##### SUPPLIED ENTRIES #####
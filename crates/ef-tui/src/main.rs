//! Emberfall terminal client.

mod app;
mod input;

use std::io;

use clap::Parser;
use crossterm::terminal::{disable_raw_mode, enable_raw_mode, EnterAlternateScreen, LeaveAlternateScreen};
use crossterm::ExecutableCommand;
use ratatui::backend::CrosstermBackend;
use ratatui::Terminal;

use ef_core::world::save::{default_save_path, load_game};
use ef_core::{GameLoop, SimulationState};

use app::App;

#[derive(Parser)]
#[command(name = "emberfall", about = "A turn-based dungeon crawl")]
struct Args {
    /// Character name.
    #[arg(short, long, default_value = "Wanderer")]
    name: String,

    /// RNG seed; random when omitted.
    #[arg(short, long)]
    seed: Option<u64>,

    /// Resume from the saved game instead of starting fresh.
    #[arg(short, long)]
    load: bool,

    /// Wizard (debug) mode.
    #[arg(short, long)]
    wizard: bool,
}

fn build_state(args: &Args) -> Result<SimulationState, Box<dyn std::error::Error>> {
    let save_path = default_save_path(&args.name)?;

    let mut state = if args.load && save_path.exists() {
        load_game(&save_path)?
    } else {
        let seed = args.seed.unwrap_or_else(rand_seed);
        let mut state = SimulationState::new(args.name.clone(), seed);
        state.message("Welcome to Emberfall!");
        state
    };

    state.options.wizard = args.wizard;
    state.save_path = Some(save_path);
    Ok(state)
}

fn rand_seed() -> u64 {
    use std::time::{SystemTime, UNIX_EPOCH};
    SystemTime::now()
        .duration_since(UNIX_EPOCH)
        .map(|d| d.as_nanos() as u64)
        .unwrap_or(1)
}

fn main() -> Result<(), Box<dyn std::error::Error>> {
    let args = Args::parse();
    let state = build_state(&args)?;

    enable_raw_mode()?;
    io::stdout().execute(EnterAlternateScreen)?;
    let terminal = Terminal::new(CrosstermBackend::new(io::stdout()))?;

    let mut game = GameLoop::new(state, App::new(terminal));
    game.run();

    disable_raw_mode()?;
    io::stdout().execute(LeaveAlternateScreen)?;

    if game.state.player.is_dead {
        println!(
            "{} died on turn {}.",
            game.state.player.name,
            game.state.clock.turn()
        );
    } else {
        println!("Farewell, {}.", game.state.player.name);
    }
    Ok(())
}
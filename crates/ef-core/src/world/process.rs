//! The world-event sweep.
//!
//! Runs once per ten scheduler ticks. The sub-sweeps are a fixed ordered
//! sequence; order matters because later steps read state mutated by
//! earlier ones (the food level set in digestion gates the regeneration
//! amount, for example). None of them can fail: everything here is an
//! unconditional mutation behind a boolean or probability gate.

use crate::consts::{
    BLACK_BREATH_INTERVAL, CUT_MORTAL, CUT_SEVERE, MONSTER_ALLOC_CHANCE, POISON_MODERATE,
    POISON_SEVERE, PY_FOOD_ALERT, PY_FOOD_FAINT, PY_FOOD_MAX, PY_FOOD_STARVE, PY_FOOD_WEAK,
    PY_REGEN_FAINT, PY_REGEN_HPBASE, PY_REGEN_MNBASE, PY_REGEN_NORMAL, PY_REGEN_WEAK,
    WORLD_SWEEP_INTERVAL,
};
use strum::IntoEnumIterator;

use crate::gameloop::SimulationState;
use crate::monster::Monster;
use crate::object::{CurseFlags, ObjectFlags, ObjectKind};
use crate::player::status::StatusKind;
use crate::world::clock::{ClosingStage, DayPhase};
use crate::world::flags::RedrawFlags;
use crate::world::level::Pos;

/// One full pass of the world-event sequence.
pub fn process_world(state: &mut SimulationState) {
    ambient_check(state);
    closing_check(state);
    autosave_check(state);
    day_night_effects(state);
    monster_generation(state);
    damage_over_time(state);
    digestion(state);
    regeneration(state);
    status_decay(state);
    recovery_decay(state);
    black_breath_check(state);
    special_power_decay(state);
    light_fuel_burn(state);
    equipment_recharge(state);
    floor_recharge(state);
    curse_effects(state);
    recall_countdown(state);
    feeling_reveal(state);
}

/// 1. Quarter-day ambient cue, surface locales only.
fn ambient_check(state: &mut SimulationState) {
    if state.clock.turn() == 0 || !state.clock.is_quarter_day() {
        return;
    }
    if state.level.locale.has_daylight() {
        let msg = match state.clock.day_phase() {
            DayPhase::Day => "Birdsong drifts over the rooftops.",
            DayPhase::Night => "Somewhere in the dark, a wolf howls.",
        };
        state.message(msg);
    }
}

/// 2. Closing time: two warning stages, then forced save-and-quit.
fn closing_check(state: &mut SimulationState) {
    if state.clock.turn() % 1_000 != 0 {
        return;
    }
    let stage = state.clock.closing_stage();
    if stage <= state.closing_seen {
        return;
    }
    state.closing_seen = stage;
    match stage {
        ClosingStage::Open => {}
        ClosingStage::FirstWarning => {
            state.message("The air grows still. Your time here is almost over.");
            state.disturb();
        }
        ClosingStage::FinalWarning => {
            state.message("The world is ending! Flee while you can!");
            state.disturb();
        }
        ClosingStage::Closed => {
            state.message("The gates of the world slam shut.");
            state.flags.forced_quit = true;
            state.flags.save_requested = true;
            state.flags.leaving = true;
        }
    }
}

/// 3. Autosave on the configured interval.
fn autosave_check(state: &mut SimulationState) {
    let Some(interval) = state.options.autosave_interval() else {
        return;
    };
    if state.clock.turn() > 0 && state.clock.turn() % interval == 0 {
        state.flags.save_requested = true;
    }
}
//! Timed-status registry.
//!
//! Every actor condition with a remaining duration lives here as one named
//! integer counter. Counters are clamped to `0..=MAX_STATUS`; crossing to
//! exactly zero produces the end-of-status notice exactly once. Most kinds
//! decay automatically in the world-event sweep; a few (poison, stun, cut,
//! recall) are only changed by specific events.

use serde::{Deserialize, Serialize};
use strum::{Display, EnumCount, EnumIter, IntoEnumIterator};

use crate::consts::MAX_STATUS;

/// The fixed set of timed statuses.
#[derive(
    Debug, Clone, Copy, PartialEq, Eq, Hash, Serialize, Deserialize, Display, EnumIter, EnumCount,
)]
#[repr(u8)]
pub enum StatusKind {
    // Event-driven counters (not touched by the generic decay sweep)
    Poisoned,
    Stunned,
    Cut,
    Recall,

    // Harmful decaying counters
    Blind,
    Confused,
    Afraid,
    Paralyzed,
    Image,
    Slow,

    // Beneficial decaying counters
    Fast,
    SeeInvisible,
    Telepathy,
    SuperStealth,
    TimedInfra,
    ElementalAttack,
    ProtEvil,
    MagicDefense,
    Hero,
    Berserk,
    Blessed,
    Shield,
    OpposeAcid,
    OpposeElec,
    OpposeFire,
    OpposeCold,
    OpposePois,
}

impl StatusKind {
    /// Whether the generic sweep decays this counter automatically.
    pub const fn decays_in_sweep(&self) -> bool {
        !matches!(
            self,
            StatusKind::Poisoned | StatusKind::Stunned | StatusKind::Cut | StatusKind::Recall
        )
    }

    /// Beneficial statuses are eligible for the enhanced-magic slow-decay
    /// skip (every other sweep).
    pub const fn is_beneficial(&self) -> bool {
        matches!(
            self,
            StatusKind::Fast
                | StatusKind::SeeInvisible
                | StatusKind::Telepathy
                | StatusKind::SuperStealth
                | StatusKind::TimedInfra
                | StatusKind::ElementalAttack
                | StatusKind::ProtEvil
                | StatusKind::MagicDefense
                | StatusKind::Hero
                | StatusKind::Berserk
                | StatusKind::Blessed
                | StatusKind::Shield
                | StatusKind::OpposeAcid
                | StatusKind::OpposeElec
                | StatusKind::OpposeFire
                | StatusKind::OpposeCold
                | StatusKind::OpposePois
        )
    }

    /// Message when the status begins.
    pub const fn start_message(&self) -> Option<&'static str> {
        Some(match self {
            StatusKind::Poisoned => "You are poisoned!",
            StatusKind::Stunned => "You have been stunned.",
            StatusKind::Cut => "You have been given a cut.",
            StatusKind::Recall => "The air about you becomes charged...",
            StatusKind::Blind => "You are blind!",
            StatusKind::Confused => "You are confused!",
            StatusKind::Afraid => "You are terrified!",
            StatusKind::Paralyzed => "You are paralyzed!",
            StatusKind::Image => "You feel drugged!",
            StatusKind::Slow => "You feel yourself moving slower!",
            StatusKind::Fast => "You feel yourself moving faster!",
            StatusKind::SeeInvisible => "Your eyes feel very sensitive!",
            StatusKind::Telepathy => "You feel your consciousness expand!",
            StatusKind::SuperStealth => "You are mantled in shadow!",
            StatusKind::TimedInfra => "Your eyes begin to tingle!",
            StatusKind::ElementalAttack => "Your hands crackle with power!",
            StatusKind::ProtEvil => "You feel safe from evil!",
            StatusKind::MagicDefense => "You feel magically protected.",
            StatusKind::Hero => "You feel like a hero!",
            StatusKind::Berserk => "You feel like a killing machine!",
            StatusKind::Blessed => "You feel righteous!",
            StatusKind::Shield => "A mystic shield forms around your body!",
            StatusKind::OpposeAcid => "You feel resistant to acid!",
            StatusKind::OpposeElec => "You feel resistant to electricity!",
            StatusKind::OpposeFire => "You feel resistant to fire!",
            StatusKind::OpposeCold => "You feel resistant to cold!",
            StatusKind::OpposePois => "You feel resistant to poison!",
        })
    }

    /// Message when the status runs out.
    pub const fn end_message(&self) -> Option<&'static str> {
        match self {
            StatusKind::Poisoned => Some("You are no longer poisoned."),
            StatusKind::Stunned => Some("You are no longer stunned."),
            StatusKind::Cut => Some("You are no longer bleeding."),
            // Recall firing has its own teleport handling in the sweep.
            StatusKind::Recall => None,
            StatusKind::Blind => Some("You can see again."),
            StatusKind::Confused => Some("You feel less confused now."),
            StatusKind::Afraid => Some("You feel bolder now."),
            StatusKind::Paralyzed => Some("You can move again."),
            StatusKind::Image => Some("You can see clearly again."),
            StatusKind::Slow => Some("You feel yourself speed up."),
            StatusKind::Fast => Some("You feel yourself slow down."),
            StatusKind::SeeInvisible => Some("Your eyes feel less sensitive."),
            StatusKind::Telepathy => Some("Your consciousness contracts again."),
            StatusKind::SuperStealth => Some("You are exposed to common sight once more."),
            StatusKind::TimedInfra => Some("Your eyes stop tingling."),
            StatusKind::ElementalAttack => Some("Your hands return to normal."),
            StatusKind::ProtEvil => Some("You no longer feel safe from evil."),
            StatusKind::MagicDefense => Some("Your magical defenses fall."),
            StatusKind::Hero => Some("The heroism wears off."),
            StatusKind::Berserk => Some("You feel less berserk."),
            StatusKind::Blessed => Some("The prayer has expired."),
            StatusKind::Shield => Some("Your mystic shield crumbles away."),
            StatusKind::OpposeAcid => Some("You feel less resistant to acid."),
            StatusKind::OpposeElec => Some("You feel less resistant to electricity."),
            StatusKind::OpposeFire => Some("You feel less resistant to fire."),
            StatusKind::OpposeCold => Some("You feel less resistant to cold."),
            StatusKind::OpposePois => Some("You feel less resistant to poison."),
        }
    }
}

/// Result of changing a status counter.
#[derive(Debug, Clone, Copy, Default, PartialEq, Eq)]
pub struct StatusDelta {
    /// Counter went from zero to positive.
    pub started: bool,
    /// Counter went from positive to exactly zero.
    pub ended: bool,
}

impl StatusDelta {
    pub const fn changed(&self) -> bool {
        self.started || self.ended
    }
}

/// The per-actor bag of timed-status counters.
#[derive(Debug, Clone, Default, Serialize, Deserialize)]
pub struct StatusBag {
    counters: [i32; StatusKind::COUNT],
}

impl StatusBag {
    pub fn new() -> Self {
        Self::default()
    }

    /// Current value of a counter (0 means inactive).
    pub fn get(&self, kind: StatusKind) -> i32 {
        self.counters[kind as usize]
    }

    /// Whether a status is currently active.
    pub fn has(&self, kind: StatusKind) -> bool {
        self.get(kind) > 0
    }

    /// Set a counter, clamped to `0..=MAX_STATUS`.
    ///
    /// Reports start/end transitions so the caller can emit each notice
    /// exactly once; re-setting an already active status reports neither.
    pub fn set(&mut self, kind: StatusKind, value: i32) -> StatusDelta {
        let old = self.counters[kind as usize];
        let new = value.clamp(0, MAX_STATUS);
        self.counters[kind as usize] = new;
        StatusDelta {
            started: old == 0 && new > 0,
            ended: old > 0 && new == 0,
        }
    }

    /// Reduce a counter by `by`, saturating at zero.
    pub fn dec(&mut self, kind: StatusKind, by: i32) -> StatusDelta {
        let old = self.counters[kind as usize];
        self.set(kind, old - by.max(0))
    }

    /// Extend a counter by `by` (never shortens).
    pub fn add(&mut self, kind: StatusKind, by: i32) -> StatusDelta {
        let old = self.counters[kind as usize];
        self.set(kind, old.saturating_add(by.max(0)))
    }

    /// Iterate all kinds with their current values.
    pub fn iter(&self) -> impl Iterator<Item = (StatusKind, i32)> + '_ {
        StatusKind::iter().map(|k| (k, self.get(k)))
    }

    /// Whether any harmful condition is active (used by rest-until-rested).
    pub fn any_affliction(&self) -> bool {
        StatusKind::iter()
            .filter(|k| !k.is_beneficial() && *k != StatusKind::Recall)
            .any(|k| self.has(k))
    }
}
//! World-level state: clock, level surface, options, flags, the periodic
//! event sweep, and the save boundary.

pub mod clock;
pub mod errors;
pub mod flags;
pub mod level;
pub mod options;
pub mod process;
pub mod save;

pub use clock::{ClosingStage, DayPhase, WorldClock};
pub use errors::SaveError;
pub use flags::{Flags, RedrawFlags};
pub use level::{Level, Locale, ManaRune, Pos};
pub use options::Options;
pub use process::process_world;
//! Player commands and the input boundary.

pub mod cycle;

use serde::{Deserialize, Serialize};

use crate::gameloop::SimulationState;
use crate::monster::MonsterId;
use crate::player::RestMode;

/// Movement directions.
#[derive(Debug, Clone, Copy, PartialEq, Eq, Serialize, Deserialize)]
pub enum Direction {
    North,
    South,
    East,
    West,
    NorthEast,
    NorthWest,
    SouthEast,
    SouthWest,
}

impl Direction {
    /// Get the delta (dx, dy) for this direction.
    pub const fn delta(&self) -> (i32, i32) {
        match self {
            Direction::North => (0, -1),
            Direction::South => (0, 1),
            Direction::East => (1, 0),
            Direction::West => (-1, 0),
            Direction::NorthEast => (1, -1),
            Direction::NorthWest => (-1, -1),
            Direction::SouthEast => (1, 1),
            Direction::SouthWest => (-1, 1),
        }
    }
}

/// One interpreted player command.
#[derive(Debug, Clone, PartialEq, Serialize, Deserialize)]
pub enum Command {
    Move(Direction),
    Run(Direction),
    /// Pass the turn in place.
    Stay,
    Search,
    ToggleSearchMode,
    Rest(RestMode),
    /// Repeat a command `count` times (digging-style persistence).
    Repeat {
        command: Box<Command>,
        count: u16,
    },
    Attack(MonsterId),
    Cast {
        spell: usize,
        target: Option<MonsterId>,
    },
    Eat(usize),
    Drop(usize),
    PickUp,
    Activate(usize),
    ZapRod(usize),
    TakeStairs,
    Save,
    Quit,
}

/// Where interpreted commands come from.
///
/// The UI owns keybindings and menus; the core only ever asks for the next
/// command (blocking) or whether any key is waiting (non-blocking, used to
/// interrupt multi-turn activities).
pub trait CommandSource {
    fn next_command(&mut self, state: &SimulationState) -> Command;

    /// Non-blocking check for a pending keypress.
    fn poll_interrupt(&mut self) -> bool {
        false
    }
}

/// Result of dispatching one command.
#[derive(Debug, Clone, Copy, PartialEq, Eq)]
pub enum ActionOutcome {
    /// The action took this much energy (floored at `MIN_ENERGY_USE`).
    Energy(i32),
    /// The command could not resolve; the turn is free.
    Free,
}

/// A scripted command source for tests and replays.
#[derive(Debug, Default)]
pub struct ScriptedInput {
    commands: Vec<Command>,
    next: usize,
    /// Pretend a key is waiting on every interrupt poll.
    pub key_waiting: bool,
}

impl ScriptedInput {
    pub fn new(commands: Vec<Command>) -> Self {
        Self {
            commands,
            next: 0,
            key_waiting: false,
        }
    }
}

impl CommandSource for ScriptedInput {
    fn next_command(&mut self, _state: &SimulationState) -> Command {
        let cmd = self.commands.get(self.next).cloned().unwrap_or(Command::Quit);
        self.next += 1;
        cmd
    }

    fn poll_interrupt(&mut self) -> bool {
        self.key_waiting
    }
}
#####
PROBLEM REQUIREMENTS: What is the number of lines in the data that include "MagicDefense"? Answer with that number alone.

ANSWER TO THE EXERCISE: 4